A minimum of 12 mo of abstinence, or three months of abstinence and participation in an alcohol rehabilitation program, are the standard requirements before patients with alcoholic liver disease are eligible for transplantation in Ohio. Some patients are too ill to participate in a rehab program. The Ohio Solid Organ Transplantation Consortium (OSOTC) has a mechanism to evaluate risk of recidivism on a case-by-case basis.

Research frontiers

Liver transplantation imparts great survival benefit to appropriately selected patients with advanced and de-compensated cirrhosis due to alcohol consumption, which is comparable to survival benefit of transplant in other types of chronic liver disease.

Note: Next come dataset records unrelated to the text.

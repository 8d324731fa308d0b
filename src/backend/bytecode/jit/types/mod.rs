//! JIT Type Definitions
//!
//! This module defines the core types shared by the code generator and the
//! execution engine:
//! - [`JitResult`] and [`JitError`]: Result types for JIT operations
//! - [`RawExecuteFn`]: The calling convention of a compiled block

mod error;
mod signature;


// Re-export error types
pub use error::{BoundsTarget, JitError, JitResult};

// Re-export entry point signature
pub use signature::{
    FaultCode, RawExecuteFn, EXECUTE_PARAMS, FAULT_INDEX, FAULT_PORT, INT_HEAP_LEN, PORT_LENS,
    REAL_HEAP_LEN,
};
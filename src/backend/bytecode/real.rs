//! Sample precision
//!
//! DSP programs are compiled for one real-number width, chosen when the
//! program is built. [`Real`] collects everything the interpreter and the
//! code generator need to know about that width.

use std::fmt::{Debug, Display};
use std::ops::{Add, Div, Mul, Sub};

use super::jit::runtime;
use super::opcodes::{BinaryMath, UnaryMath};

/// A real-number sample type (`f32` or `f64`)
pub trait Real:
    Copy
    + Default
    + PartialOrd
    + Debug
    + Display
    + Send
    + Sync
    + 'static
    + Add<Output = Self>
    + Sub<Output = Self>
    + Mul<Output = Self>
    + Div<Output = Self>
{
    /// Width in bits (32 or 64)
    const BITS: u32;

    /// Appended to C math function names (`sin` becomes `sinf`)
    const MATH_SUFFIX: &'static str;

    fn from_f64(value: f64) -> Self;

    fn to_f64(self) -> f64;

    /// Signed integer to real, rounding to nearest
    fn from_i32(value: i32) -> Self;

    /// Real to signed integer, truncating toward zero and saturating; NaN is 0
    fn to_i32(self) -> i32;

    /// Reinterpret as a 32-bit pattern (low 32 bits for `f64`)
    fn to_int_bits(self) -> i32;

    /// Reinterpret a 32-bit pattern (zero-extended for `f64`)
    fn from_int_bits(bits: i32) -> Self;

    fn unary_fn(op: UnaryMath) -> extern "C" fn(Self) -> Self;

    fn binary_fn(op: BinaryMath) -> extern "C" fn(Self, Self) -> Self;

    /// External symbol name for a math function at this precision
    fn math_symbol(base: &str) -> String {
        format!("{}{}", base, Self::MATH_SUFFIX)
    }
}

impl Real for f32 {
    const BITS: u32 = 32;
    const MATH_SUFFIX: &'static str = "f";

    #[inline]
    fn from_f64(value: f64) -> Self {
        value as f32
    }

    #[inline]
    fn to_f64(self) -> f64 {
        self as f64
    }

    #[inline]
    fn from_i32(value: i32) -> Self {
        value as f32
    }

    #[inline]
    fn to_i32(self) -> i32 {
        self as i32
    }

    #[inline]
    fn to_int_bits(self) -> i32 {
        self.to_bits() as i32
    }

    #[inline]
    fn from_int_bits(bits: i32) -> Self {
        f32::from_bits(bits as u32)
    }

    fn unary_fn(op: UnaryMath) -> extern "C" fn(f32) -> f32 {
        runtime::unary_f32(op)
    }

    fn binary_fn(op: BinaryMath) -> extern "C" fn(f32, f32) -> f32 {
        runtime::binary_f32(op)
    }
}

impl Real for f64 {
    const BITS: u32 = 64;
    const MATH_SUFFIX: &'static str = "";

    #[inline]
    fn from_f64(value: f64) -> Self {
        value
    }

    #[inline]
    fn to_f64(self) -> f64 {
        self
    }

    #[inline]
    fn from_i32(value: i32) -> Self {
        value as f64
    }

    #[inline]
    fn to_i32(self) -> i32 {
        self as i32
    }

    #[inline]
    fn to_int_bits(self) -> i32 {
        self.to_bits() as u32 as i32
    }

    #[inline]
    fn from_int_bits(bits: i32) -> Self {
        f64::from_bits(bits as u32 as u64)
    }

    fn unary_fn(op: UnaryMath) -> extern "C" fn(f64) -> f64 {
        runtime::unary_f64(op)
    }

    fn binary_fn(op: BinaryMath) -> extern "C" fn(f64, f64) -> f64 {
        runtime::binary_f64(op)
    }
}
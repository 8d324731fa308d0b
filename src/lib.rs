/// dspjit - Tiered Cranelift JIT for structured DSP bytecode
///
/// This library executes the per-sample code of a DSP program, given as a
/// tree of bytecode blocks, either in an interpreter or as native code
/// generated with Cranelift.
///
/// # Architecture
///
/// 1. **Bytecode** (`backend::bytecode`)
///    - A closed instruction set over an operand stack
///    - Structured control flow: `If`, `Select`, `Loop`, `CondBranch`
///    - Two flat heaps (integer and real) plus input/output sample buffers
///
/// 2. **Execution** (`backend::bytecode::vm`, `backend::bytecode::jit`)
///    - The interpreter runs any block
///    - The compiler turns a block into a native function, at most once
///    - The hybrid executor picks a tier per block and caches native code
///
/// # Example
///
/// ```ignore
/// use dspjit::backend::bytecode::{BlockBuilder, HybridExecutor, Instruction, Program};
///
/// // out[0][0] = in[0][0] * 2
/// let mut compute = BlockBuilder::new("compute");
/// compute.emit_all([
///     Instruction::Int32Value(0),
///     Instruction::LoadInput(0),
///     Instruction::RealValue(2.0),
///     Instruction::MulReal,
///     Instruction::Int32Value(0),
///     Instruction::StoreOutput(0),
/// ]);
/// let program = Program::new(compute.build(), 0, 0).with_ports(1, 1);
///
/// let mut executor = HybridExecutor::<f32>::new(program);
/// let mut out = [0.0f32; 1];
/// executor.compute(&[&[21.0][..]], &mut [&mut out[..]])?;
/// assert_eq!(out[0], 42.0);
/// ```
///
/// # Sample precision
///
/// Everything is generic over [`Real`](backend::bytecode::Real), implemented
/// for `f32` and `f64`. Math runtime symbols follow the C library naming
/// (`sinf` / `sin`).

pub mod backend;

pub use backend::bytecode::{
    Block, BlockBuilder, BlockCache, BlockCompiler, BytecodeVM, CompiledBlock, HybridConfig,
    HybridExecutor, Instruction, JitError, Program, VmError,
};
//! Arithmetic operation handlers for JIT compilation
//!
//! Handles: Add, Sub, Mul, Div, Rem (int), Lsh, Rsh, And, Or, Xor and the
//! four conversions
//!
//! Binary operators pop the left operand first. Integer ops wrap, including
//! `i32::MIN / -1`; integer division by zero traps.

use cranelift::prelude::*;

use crate::backend::bytecode::jit::codegen::CodegenContext;
use crate::backend::bytecode::jit::types::{JitError, JitResult};
use crate::backend::bytecode::opcodes::Instruction;

/// Compile integer arithmetic and bitwise opcodes
pub fn compile_int_arithmetic_op(
    codegen: &mut CodegenContext<'_, '_>,
    op: &Instruction,
) -> JitResult<()> {
    let lhs = codegen.pop_int()?;
    let rhs = codegen.pop_int()?;
    if let Instruction::DivInt | Instruction::RemInt = op {
        let result = wrapping_div_rem(codegen, op, lhs, rhs);
        return codegen.push(result);
    }
    let ins = codegen.builder.ins();

    let result = match op {
        Instruction::AddInt => ins.iadd(lhs, rhs),
        Instruction::SubInt => ins.isub(lhs, rhs),
        Instruction::MulInt => ins.imul(lhs, rhs),
        Instruction::LshInt => ins.ishl(lhs, rhs),
        // Logical: the sign bit is not replicated
        Instruction::RshInt => ins.ushr(lhs, rhs),
        Instruction::AndInt => ins.band(lhs, rhs),
        Instruction::OrInt => ins.bor(lhs, rhs),
        Instruction::XorInt => ins.bxor(lhs, rhs),
        other => return Err(unexpected(other)),
    };

    codegen.push(result)
}

/// `sdiv`/`srem` that never trap on `i32::MIN` and -1
///
/// A divisor of -1 is replaced by 1; the quotient is then negated, giving
/// `i32::MIN / -1 == i32::MIN`, and the remainder is 0 either way.
fn wrapping_div_rem(
    codegen: &mut CodegenContext<'_, '_>,
    op: &Instruction,
    lhs: Value,
    rhs: Value,
) -> Value {
    let is_minus_one = codegen.builder.ins().icmp_imm(IntCC::Equal, rhs, -1);
    let one = codegen.const_int(1);
    let divisor = codegen.builder.ins().select(is_minus_one, one, rhs);

    if let Instruction::RemInt = op {
        return codegen.builder.ins().srem(lhs, divisor);
    }
    let quotient = codegen.builder.ins().sdiv(lhs, divisor);
    let negated = codegen.builder.ins().ineg(lhs);
    codegen.builder.ins().select(is_minus_one, negated, quotient)
}

/// Compile real arithmetic opcodes (RemReal goes through the math runtime)
pub fn compile_real_arithmetic_op(
    codegen: &mut CodegenContext<'_, '_>,
    op: &Instruction,
) -> JitResult<()> {
    let lhs = codegen.pop_real()?;
    let rhs = codegen.pop_real()?;
    let ins = codegen.builder.ins();

    let result = match op {
        Instruction::AddReal => ins.fadd(lhs, rhs),
        Instruction::SubReal => ins.fsub(lhs, rhs),
        Instruction::MulReal => ins.fmul(lhs, rhs),
        Instruction::DivReal => ins.fdiv(lhs, rhs),
        other => return Err(unexpected(other)),
    };

    codegen.push(result)
}

/// Compile CastReal, CastInt, BitcastInt and BitcastReal
pub fn compile_conversion_op(
    codegen: &mut CodegenContext<'_, '_>,
    op: &Instruction,
) -> JitResult<()> {
    let real = codegen.real_type();

    let result = match op {
        Instruction::CastReal => {
            let v = codegen.pop_int()?;
            codegen.builder.ins().fcvt_from_sint(real, v)
        }
        Instruction::CastInt => {
            // Saturating, NaN becomes 0
            let v = codegen.pop_real()?;
            codegen.builder.ins().fcvt_to_sint_sat(types::I32, v)
        }
        Instruction::BitcastInt => {
            let v = codegen.pop_real()?;
            if real == types::F32 {
                codegen.builder.ins().bitcast(types::I32, MemFlags::new(), v)
            } else {
                let bits = codegen.builder.ins().bitcast(types::I64, MemFlags::new(), v);
                codegen.builder.ins().ireduce(types::I32, bits)
            }
        }
        Instruction::BitcastReal => {
            let v = codegen.pop_int()?;
            if real == types::F32 {
                codegen.builder.ins().bitcast(types::F32, MemFlags::new(), v)
            } else {
                let bits = codegen.builder.ins().uextend(types::I64, v);
                codegen.builder.ins().bitcast(types::F64, MemFlags::new(), bits)
            }
        }
        other => return Err(unexpected(other)),
    };

    codegen.push(result)
}

pub(super) fn unexpected(op: &Instruction) -> JitError {
    JitError::NotCompilable(format!("{} routed to the wrong handler", op.mnemonic()))
}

Innovations and breakthroughs

The aim of this study was to determine the effect of using OSOTC transplant eligibility criteria on patients’ survival compared with conventional criteria for assessment of risk of recidivism, in patient with cirrhosis due to alcoholic liver disease.

Applications

Patients can be approved as an exception and listed for transplant after only one to three months of abstinence.

Terminology

They were matched based on gender, age, and MELD score to controls with alcohol-induced cirrhosis from Organ Procurement and Transplant Network data.

Peer-review

The manuscript “Ohio solid organ transplantation consortiumcriteria for liver transplantation in patients with alcoholic liver disease” by Hajifathalian et al is an interesting paper and the important contribution from OSOTC group supporting an update of the Criteria for Liver Transplantation based on alcohol abstinence duration potentially help to obtain the transplant for larger group of patients with a low probability of alcohol relapse.